Es ist erwähnenswert, dass an beiden Studien ausschließlich Männer teilgenommen haben. Werfen wir also einen Blick auf die Forschung über Frauen. Laut einer Studie des European Journal of Translational Myology erzielen Frauen durch Training bis zum Versagen keine erhöhte Hypertrophie. Die Frauen wurden in drei Trainingsgruppen eingeteilt: drei Sätze bis zum Versagen bei 70 % des 1RM, vier Sätze mit sieben Wiederholungen bei 70 % des 1RM (nicht bis zum Versagen, aber mit einem zusätzlichen Satz) und drei Sätze mit sieben Wiederholungen bei 70 % des 1RM (nicht bis zum Versagen). Sie trainierten zehn Wochen lang, und es stellte sich heraus, dass die Gruppe, die bis zum völligen Versagen trainierte, im Vergleich zur Gruppe, die nicht bis zum Versagen trainierte, keine zusätzlichen Kraft- oder Ausdauerzuwächse verzeichnete. Das Training bis zum Versagen zeigte sogar einen leicht negativen Effekt auf die Kraftproduktion bei Übungen mit höherer Geschwindigkeit. Was den Muskelaufbau betrifft, so erzielten die Gruppe mit Versagen und die Gruppe mit vier Sätzen ohne Versagen ähnliche Ergebnisse, während die Gruppe mit drei Sätzen ohne Versagen am wenigsten Muskeln aufbaute. Dies deutet darauf hin, dass es besser ist, weniger Wiederholungen zu machen, sich auszuruhen und dann einen weiteren Satz zu absolvieren, anstatt in einigen Sätzen bis zum Versagen zu trainieren.

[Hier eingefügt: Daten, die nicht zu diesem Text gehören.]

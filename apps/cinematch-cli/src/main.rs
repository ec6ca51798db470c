use clap::Parser;

fn main() -> anyhow::Result<()> {
    cinematch_cli::init_tracing();
    cinematch_cli::run(cinematch_cli::Args::parse())
}
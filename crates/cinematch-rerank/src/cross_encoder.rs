use anyhow::{anyhow, Result};
use std::path::Path;
use std::time::Instant;

use candle_core::{DType, Device, IndexOp, Tensor};
use candle_nn::{linear, Linear, Module};
use candle_transformers::models::bert::BertModel;
use tokenizers::Tokenizer;
use tracing::{debug, info};

use cinematch_core::traits::CrossEncoder;
use cinematch_embed::{encode_batch, load_tokenizer, load_weights, read_bert_config, select_device, use_fake_embeddings};

/// BERT sequence classifier with a single relevance logit, as shipped by the
/// ms-marco cross-encoders: encoder, `[CLS]` pooler, linear head.
pub struct BertCrossEncoder {
    bert: BertModel,
    pooler: Linear,
    classifier: Linear,
    tokenizer: Tokenizer,
    device: Device,
}

impl BertCrossEncoder {
    pub fn load(model_dir: &Path, max_len: usize) -> Result<Self> {
        let device = select_device();
        info!(dir = %model_dir.display(), "loading cross-encoder");
        let config = read_bert_config(model_dir)?;
        let tokenizer = load_tokenizer(&model_dir.join("tokenizer.json"), max_len.min(config.max_position_embeddings))?;
        let vb = load_weights(model_dir, &device)?;
        let bert = BertModel::load(vb.pp("bert"), &config)?;
        let pooler = linear(config.hidden_size, config.hidden_size, vb.pp("bert.pooler.dense"))?;
        let classifier = linear(config.hidden_size, 1, vb.pp("classifier"))?;
        Ok(Self { bert, pooler, classifier, tokenizer, device })
    }

    fn logits(&self, query: &str, documents: &[String]) -> Result<Tensor> {
        let pairs: Vec<(&str, &str)> = documents.iter().map(|d| (query, d.as_str())).collect();
        let batch = encode_batch(&self.tokenizer, pairs, &self.device)?;
        let hidden = self.bert.forward(&batch.input_ids, &batch.type_ids, Some(&batch.attention_mask))?;
        let cls = hidden.i((.., 0))?;
        let pooled = self.pooler.forward(&cls)?.tanh()?;
        Ok(self.classifier.forward(&pooled)?.squeeze(1)?)
    }
}

impl CrossEncoder for BertCrossEncoder {
    fn score_pairs(&self, query: &str, documents: &[String]) -> Result<Vec<f32>> {
        if documents.is_empty() { return Ok(Vec::new()); }
        let start = Instant::now();
        let scores = relevance(&self.logits(query, documents)?)?;
        debug!(pairs = documents.len(), elapsed_ms = start.elapsed().as_millis() as u64, "scored pairs");
        Ok(scores)
    }
}

/// Squash one logit per pair into a relevance probability in (0, 1).
pub fn relevance(logits: &Tensor) -> Result<Vec<f32>> {
    let probs = candle_nn::ops::sigmoid(&logits.to_dtype(DType::F32)?)?;
    Ok(probs.to_device(&Device::Cpu)?.to_vec1()?)
}

/// Counts query tokens found in each document. Stands in for the model in
/// tests and development, next to the fake embedder.
#[derive(Debug, Default, Clone, Copy)]
pub struct FakeCrossEncoder;

impl CrossEncoder for FakeCrossEncoder {
    fn score_pairs(&self, query: &str, documents: &[String]) -> Result<Vec<f32>> {
        let terms: Vec<String> = query.split_whitespace().map(str::to_lowercase).collect();
        Ok(documents
            .iter()
            .map(|doc| {
                let doc = doc.to_lowercase();
                terms.iter().filter(|t| doc.contains(t.as_str())).count() as f32
            })
            .collect())
    }
}

/// The cross-encoder for this process: the fake one when fake embeddings are
/// requested, otherwise the model found in `model_dir`.
pub fn load_cross_encoder(model_dir: &Path, max_len: usize) -> Result<Box<dyn CrossEncoder>> {
    if use_fake_embeddings() {
        info!("using FakeCrossEncoder");
        return Ok(Box::new(FakeCrossEncoder));
    }
    if !model_dir.exists() {
        return Err(anyhow!("cross-encoder directory {} does not exist", model_dir.display()));
    }
    Ok(Box::new(BertCrossEncoder::load(model_dir, max_len)?))
}
use tracing::{info, warn};

use cinematch_core::traits::{TextIndex, VectorIndex};
use cinematch_core::types::{FilterSpec, MovieRecord};
use cinematch_hybrid::HybridRetriever;
use cinematch_llm::{Error as LlmError, FeatureExtractor, QueryExpander, RecommendationWriter, TextGenerator};
use cinematch_rerank::Reranker;

/// The generative side of a recommendation.
pub struct Collaborators<G> {
    pub expander: QueryExpander<G>,
    pub extractor: FeatureExtractor<G>,
    pub writer: RecommendationWriter<G>,
}

#[derive(Debug, Clone)]
pub struct Recommendation {
    /// `None` when filtering was disabled or extraction failed.
    pub filters: Option<FilterSpec>,
    pub expanded_query: String,
    pub movies: Vec<MovieRecord>,
    pub narrative: String,
}

pub struct Recommender<TI, VI, G> where TI: TextIndex, VI: VectorIndex, G: TextGenerator {
    retriever: HybridRetriever<TI, VI>,
    reranker: Reranker,
    llm: Collaborators<G>,
    rating_weight: f32,
}

impl<TI, VI, G> Recommender<TI, VI, G> where TI: TextIndex, VI: VectorIndex, G: TextGenerator {
    pub fn new(retriever: HybridRetriever<TI, VI>, reranker: Reranker, llm: Collaborators<G>, rating_weight: f32) -> Self {
        Self { retriever, reranker, llm, rating_weight }
    }

    /// Extract preferences and expand the raw query, retrieve and rerank on
    /// the expansion, then narrate over the ranked list. An unreadable
    /// extraction drops the filters; failed calls to the model propagate.
    pub fn recommend(&self, query: &str, top_k: usize, use_filters: bool) -> anyhow::Result<Recommendation> {
        let filters = if use_filters {
            match self.llm.extractor.extract(query) {
                Ok(spec) => Some(spec),
                // An answer we cannot read costs the filters, not the request.
                Err(err @ LlmError::InvalidResponse { .. }) => {
                    warn!(error = %err, "feature extraction unusable, continuing without filters");
                    None
                }
                Err(err) => return Err(err.into()),
            }
        } else {
            None
        };

        let expanded_query = self.llm.expander.expand(query)?;
        let candidates = self.retriever.hybrid_search(&expanded_query, top_k, filters.as_ref())?;
        let movies = self.reranker.rerank_with_rating(&expanded_query, candidates, self.rating_weight)?;
        info!(candidates = movies.len(), filtered = filters.is_some(), "ranked recommendations");

        let narrative = self.llm.writer.write(query, &movies)?;
        Ok(Recommendation { filters, expanded_query, movies, narrative })
    }
}
use crate::types::SearchHit;

/// Sentence encoder shared by the offline build and the dense retriever.
/// Both sides must use the same implementation and weights.
pub trait Embedder: Send + Sync {
    /// Stable identifier stored next to the vectors it produced.
    fn embedder_id(&self) -> &str;
    fn dim(&self) -> usize;
    fn max_len(&self) -> usize;
    fn embed_batch(&self, texts: &[String]) -> anyhow::Result<Vec<Vec<f32>>>;
}

/// Read-only lexical index, one document per corpus row.
pub trait TextIndex: Send + Sync {
    fn len(&self) -> usize;
    fn is_empty(&self) -> bool { self.len() == 0 }
    /// At most `k` hits, best first.
    fn search(&self, query: &str, k: usize) -> anyhow::Result<Vec<SearchHit>>;
}

/// Read-only nearest-neighbour index, one vector per corpus row.
pub trait VectorIndex: Send + Sync {
    fn len(&self) -> usize;
    fn is_empty(&self) -> bool { self.len() == 0 }
    /// At most `k` hits, closest first.
    fn search_vec(&self, query_vec: &[f32], k: usize) -> anyhow::Result<Vec<SearchHit>>;
}

/// Pairwise relevance model: one scalar per (query, document) pair, higher is
/// more relevant.
pub trait CrossEncoder: Send + Sync {
    fn score_pairs(&self, query: &str, documents: &[String]) -> anyhow::Result<Vec<f32>>;
}
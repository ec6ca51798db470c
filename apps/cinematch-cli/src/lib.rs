//! cinematch command line: the recommendation pipeline, a retrieval-only
//! search for inspecting candidates, and the offline indexer.

use std::path::PathBuf;

use clap::{Parser, Subcommand};
use tracing_subscriber::EnvFilter;

use cinematch_core::types::{FilterSpec, MovieRecord};

pub mod bootstrap;
pub mod indexer;
pub mod pipeline;

use bootstrap::{load_collaborators, load_config, load_handles};
use pipeline::Recommender;

#[derive(Debug, Parser)]
#[command(name = "cinematch", about = "Movie recommendations from a natural-language request", rename_all = "kebab")]
pub struct Args {
    /// Directory holding config.toml.
    #[arg(long, short = 'c', value_name = "DIR", global = true)]
    pub config_dir: Option<PathBuf>,
    #[command(subcommand)]
    pub command: Command,
}

#[derive(Debug, Subcommand)]
pub enum Command {
    /// Full pipeline: preferences, expansion, retrieval, reranking, narrative.
    Recommend {
        query: String,
        #[arg(long, value_name = "N")]
        top_k: Option<usize>,
        /// Skip preference extraction and filtering.
        #[arg(long)]
        no_filters: bool,
    },
    /// Retrieval only, on the raw query. Makes no generative calls.
    Search {
        query: String,
        #[arg(long, value_name = "N")]
        top_k: Option<usize>,
        /// Filter spec as JSON, e.g. '{"liked_genres": ["Comedy"]}'.
        #[arg(long, value_name = "JSON")]
        filters: Option<String>,
        /// Reorder candidates with the cross-encoder.
        #[arg(long)]
        rerank: bool,
    },
}

/// `RUST_LOG` when set, `info` otherwise. Logs go to stderr.
pub fn init_tracing() {
    let filter = EnvFilter::try_from_default_env().unwrap_or_else(|_| EnvFilter::new("info"));
    tracing_subscriber::fmt().with_env_filter(filter).with_writer(std::io::stderr).init();
}

pub fn run(args: Args) -> anyhow::Result<()> {
    let config = load_config(args.config_dir.as_deref())?;
    let handles = load_handles(&config)?;
    match args.command {
        Command::Recommend { query, top_k, no_filters } => {
            let top_k = top_k.unwrap_or(handles.settings.retrieval.top_k);
            let llm = load_collaborators(&handles.settings, handles.retriever.corpus())?;
            let recommender = Recommender::new(handles.retriever, handles.reranker, llm, handles.settings.rerank.rating_weight);
            let rec = recommender.recommend(&query, top_k, !no_filters)?;
            println!("{}", rec.narrative);
        }
        Command::Search { query, top_k, filters, rerank } => {
            let top_k = top_k.unwrap_or(handles.settings.retrieval.top_k);
            let filters = filters.as_deref().map(FilterSpec::from_json).transpose()?;
            let mut movies = handles.retriever.hybrid_search(&query, top_k, filters.as_ref())?;
            if rerank {
                movies = handles.reranker.rerank_with_rating(&query, movies, handles.settings.rerank.rating_weight)?;
            }
            print_ranked(&movies);
        }
    }
    Ok(())
}

fn print_ranked(movies: &[MovieRecord]) {
    if movies.is_empty() {
        println!("No matches.");
        return;
    }
    for (i, m) in movies.iter().enumerate() {
        println!("{:>2}. {} ({}) ⭐ {:.1}  [{}]", i + 1, m.title, m.year, m.imdb_rating, m.genres.join(", "));
    }
}
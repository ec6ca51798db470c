//! cinematch-rerank
//!
//! Orders retrieval candidates by cross-encoder relevance to the query,
//! optionally fused with the movie's IMDb rating.

use tracing::debug;

use cinematch_core::error::{Error, Result};
use cinematch_core::traits::CrossEncoder;
use cinematch_core::types::{join, MovieRecord};

mod cross_encoder;

pub use cross_encoder::{load_cross_encoder, relevance, BertCrossEncoder, FakeCrossEncoder};

/// Fusion of (relevance, imdb_rating) into a single sort key.
pub type CombineFn<'a> = &'a dyn Fn(f32, f32) -> f32;

/// `relevance + weight * rating`.
pub fn weighted_rating(weight: f32) -> impl Fn(f32, f32) -> f32 {
    move |relevance, rating| relevance + weight * rating
}

/// The text a candidate is judged on, one field per line.
pub fn candidate_text(record: &MovieRecord) -> String {
    format!(
        "directors: {}\nstars: {}\ngenres: {}\nplot: {}",
        join(&record.directors),
        join(&record.stars),
        join(&record.genres),
        record.plot
    )
}

pub struct Reranker {
    model: Box<dyn CrossEncoder>,
}

impl Reranker {
    pub fn new(model: Box<dyn CrossEncoder>) -> Self { Self { model } }

    /// Score every candidate against `query` in one model call and return
    /// them best first. Ties keep their input order.
    pub fn rerank(&self, query: &str, candidates: Vec<MovieRecord>, combine: Option<CombineFn<'_>>) -> Result<Vec<MovieRecord>> {
        if candidates.is_empty() { return Ok(candidates); }
        let texts: Vec<String> = candidates.iter().map(candidate_text).collect();
        let relevance = self.model.score_pairs(query, &texts).map_err(|e| Error::retrieval("cross-encoder", &e))?;
        if relevance.len() != candidates.len() {
            return Err(Error::RetrievalUnavailable(format!(
                "cross-encoder returned {} scores for {} candidates",
                relevance.len(),
                candidates.len()
            )));
        }

        let mut scored: Vec<(f32, MovieRecord)> = relevance
            .into_iter()
            .zip(candidates)
            .map(|(r, record)| {
                let key = combine.map_or(r, |f| f(r, record.imdb_rating));
                debug!(title = %record.title, relevance = r, rating = record.imdb_rating, key, "reranked");
                (key, record)
            })
            .collect();
        scored.sort_by(|a, b| b.0.total_cmp(&a.0));
        Ok(scored.into_iter().map(|(_, record)| record).collect())
    }

    /// [`Reranker::rerank`] fused with [`weighted_rating`]; a zero weight
    /// ranks by relevance alone.
    pub fn rerank_with_rating(&self, query: &str, candidates: Vec<MovieRecord>, weight: f32) -> Result<Vec<MovieRecord>> {
        if weight.abs() < f32::EPSILON { return self.rerank(query, candidates, None); }
        let fusion = weighted_rating(weight);
        self.rerank(query, candidates, Some(&fusion))
    }
}
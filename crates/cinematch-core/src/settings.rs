//! Typed view over the merged configuration. Every field has a default so an
//! empty `config.toml` is a valid deployment.

use serde::{Deserialize, Serialize};

use crate::types::FilterPolicy;

#[derive(Debug, Clone, Default, Serialize, Deserialize)]
#[serde(default)]
pub struct Settings {
    pub data: DataSettings,
    pub models: ModelSettings,
    pub retrieval: RetrievalSettings,
    pub filters: FilterPolicy,
    pub rerank: RerankSettings,
    pub llm: LlmSettings,
}

#[derive(Debug, Clone, Serialize, Deserialize)]
#[serde(default)]
pub struct DataSettings {
    /// JSON or JSON Lines file with one movie per row.
    pub corpus_path: String,
    pub lancedb_dir: String,
    pub vector_table: String,
    pub meta_table: String,
}

impl Default for DataSettings {
    fn default() -> Self {
        Self {
            corpus_path: "data/movies.json".to_string(),
            lancedb_dir: "data/indexes/lancedb".to_string(),
            vector_table: "movie_vectors".to_string(),
            meta_table: "index_meta".to_string(),
        }
    }
}

#[derive(Debug, Clone, Serialize, Deserialize)]
#[serde(default)]
pub struct ModelSettings {
    pub embedding_dir: String,
    pub reranker_dir: String,
    /// Token budget for both encoders.
    pub max_len: usize,
    pub embed_batch_size: usize,
}

impl Default for ModelSettings {
    fn default() -> Self {
        Self {
            embedding_dir: "models/all-MiniLM-L6-v2".to_string(),
            reranker_dir: "models/ms-marco-MiniLM-L-6-v2".to_string(),
            max_len: 256,
            embed_batch_size: 32,
        }
    }
}

#[derive(Debug, Clone, Serialize, Deserialize)]
#[serde(default)]
pub struct RetrievalSettings {
    pub top_k: usize,
}

impl Default for RetrievalSettings {
    fn default() -> Self {
        Self { top_k: 10 }
    }
}

#[derive(Debug, Clone, Serialize, Deserialize)]
#[serde(default)]
pub struct RerankSettings {
    /// Weight of the IMDb rating in `relevance + weight * rating`. Zero ranks by
    /// relevance alone.
    pub rating_weight: f32,
}

impl Default for RerankSettings {
    fn default() -> Self {
        Self { rating_weight: 0.1 }
    }
}

#[derive(Debug, Clone, Serialize, Deserialize)]
#[serde(default)]
pub struct LlmSettings {
    pub api_base: String,
    /// Name of the environment variable holding the API key.
    pub api_key_env: String,
    pub timeout_secs: u64,
    pub retry_attempts: u32,
    pub retry_delay_secs: u64,
    pub hyde: GenerationModel,
    pub extractor: GenerationModel,
    pub recommendation: GenerationModel,
    pub summary: GenerationModel,
}

impl Default for LlmSettings {
    fn default() -> Self {
        Self {
            api_base: "https://generativelanguage.googleapis.com/v1beta".to_string(),
            api_key_env: "GEMINI_API_KEY".to_string(),
            timeout_secs: 60,
            retry_attempts: 3,
            retry_delay_secs: 5,
            hyde: GenerationModel::new("gemini-2.0-flash", 20),
            extractor: GenerationModel::new("gemini-2.0-flash", 20),
            recommendation: GenerationModel::new("gemini-2.0-flash", 20),
            summary: GenerationModel::new("gemini-2.0-flash-lite", 30),
        }
    }
}

/// A generation model and its requests-per-minute allowance.
#[derive(Debug, Clone, Serialize, Deserialize)]
pub struct GenerationModel {
    pub name: String,
    pub rpm: usize,
}

impl GenerationModel {
    pub fn new(name: &str, rpm: usize) -> Self {
        Self { name: name.to_string(), rpm }
    }
}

Das ist zwar nur eine Studie, aber dennoch gibt es Unterschiede zwischen der Art und Weise, wie sich Männer und Frauen an das Krafttraining anpassen. Nichtsdestotrotz gibt es eine ganz andere Kategorie des Versagens, die als „beyond failure“ bezeichnet wird.
Beyond Failure: Forcierte Wiederholungen und Dropsets
Wenn man die Methode des vollständigen Versagens anwendet, gibt es einige Tricks, um noch mehr aus dem Muskel herauszuholen. Diese Techniken sollten sparsam eingesetzt werden und gelten als eine extremere Form des Trainings.
„Wiederum am Beispiel des Bizepscurls können Sie ein wenig die Hüfte einsetzen, um eine Cheat-Rep zu erreichen und das Gewicht zu erhöhen“, sagt Seedman. „Partnerunterstützte oder erzwungene Wiederholungen bedeutet, dass eine andere Person Ihnen hilft, einen Satz mit leichtem Gewicht zu absolvieren, den Sie aufgrund von Versagen nicht allein ausführen können. Bei einem biomechanischen Drop-Set bringen Sie sich zu Beginn des Satzes in eine schwierigere Position, scheitern dann und wechseln dann die Position, um weitere Wiederholungen zu erreichen.“
Eine Möglichkeit, einen biomechanischen Drop-Set durchzuführen, ist ein Trizeps-Drücker mit umgekehrtem Griff bis zum Versagen, dann wechseln Sie zu einem Obergriff, der einfacher sein sollte. Führen Sie nun den Satz mit dem leichteren Griff bis zum Versagen aus.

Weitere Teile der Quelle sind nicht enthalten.